= Supplied data =
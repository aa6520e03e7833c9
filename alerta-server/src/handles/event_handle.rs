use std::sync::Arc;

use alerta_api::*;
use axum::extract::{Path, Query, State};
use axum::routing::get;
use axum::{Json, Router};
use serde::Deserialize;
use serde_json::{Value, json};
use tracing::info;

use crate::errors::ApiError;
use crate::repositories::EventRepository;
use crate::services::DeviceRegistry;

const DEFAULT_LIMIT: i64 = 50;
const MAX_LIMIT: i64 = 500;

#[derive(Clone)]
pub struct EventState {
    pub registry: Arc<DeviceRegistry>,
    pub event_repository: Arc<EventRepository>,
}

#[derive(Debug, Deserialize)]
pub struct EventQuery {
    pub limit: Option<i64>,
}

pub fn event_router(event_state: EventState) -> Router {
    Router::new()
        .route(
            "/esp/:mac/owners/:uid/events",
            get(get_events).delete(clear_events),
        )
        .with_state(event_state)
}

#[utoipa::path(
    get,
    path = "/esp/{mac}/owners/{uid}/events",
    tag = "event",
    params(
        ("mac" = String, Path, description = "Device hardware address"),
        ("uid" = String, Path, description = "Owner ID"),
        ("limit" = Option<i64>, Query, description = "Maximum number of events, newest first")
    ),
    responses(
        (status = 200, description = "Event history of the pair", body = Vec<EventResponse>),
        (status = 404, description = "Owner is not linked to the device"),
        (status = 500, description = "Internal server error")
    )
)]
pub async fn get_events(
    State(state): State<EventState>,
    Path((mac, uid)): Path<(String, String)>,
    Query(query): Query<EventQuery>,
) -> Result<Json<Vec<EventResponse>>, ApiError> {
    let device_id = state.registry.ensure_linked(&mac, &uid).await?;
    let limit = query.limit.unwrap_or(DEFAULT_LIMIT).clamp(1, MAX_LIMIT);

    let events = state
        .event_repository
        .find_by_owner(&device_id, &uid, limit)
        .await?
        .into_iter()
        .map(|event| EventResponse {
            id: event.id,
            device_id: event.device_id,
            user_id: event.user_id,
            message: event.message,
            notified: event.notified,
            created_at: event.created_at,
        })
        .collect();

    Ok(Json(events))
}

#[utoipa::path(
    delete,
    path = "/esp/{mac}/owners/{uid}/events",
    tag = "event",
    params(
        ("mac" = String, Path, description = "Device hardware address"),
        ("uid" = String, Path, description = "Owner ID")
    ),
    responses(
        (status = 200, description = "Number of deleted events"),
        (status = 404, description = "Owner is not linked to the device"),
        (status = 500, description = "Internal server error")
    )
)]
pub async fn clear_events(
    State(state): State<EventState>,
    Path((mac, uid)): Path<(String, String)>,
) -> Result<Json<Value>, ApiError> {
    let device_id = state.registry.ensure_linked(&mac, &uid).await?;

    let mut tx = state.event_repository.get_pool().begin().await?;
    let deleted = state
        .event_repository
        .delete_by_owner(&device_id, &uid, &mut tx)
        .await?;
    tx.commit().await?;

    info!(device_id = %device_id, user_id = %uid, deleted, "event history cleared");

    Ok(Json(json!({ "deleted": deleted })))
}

= Exercise details =
Across the data above, how many lines contain "Router"? Reply with a bare number.

= Result of the exercise =
3